▸ **EXERCISE DESCRIPTION**
Give back the data in full, with every line exact.

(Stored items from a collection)
────────────────

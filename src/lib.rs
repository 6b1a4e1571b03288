// src/lib.rs

//! PTT board crawler library

pub mod error;
pub mod models;
pub mod pipeline;
pub mod services;
pub mod storage;
pub mod utils;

────────────────

▸ **YOUR RESPONSE**
filename src/lib.rs
repository 6b1a4e1571b03288
// src/lib.rs

//! PTT board crawler library

pub mod error;
pub mod models;
pub mod pipeline;
pub mod services;
pub mod storage;
pub mod utils;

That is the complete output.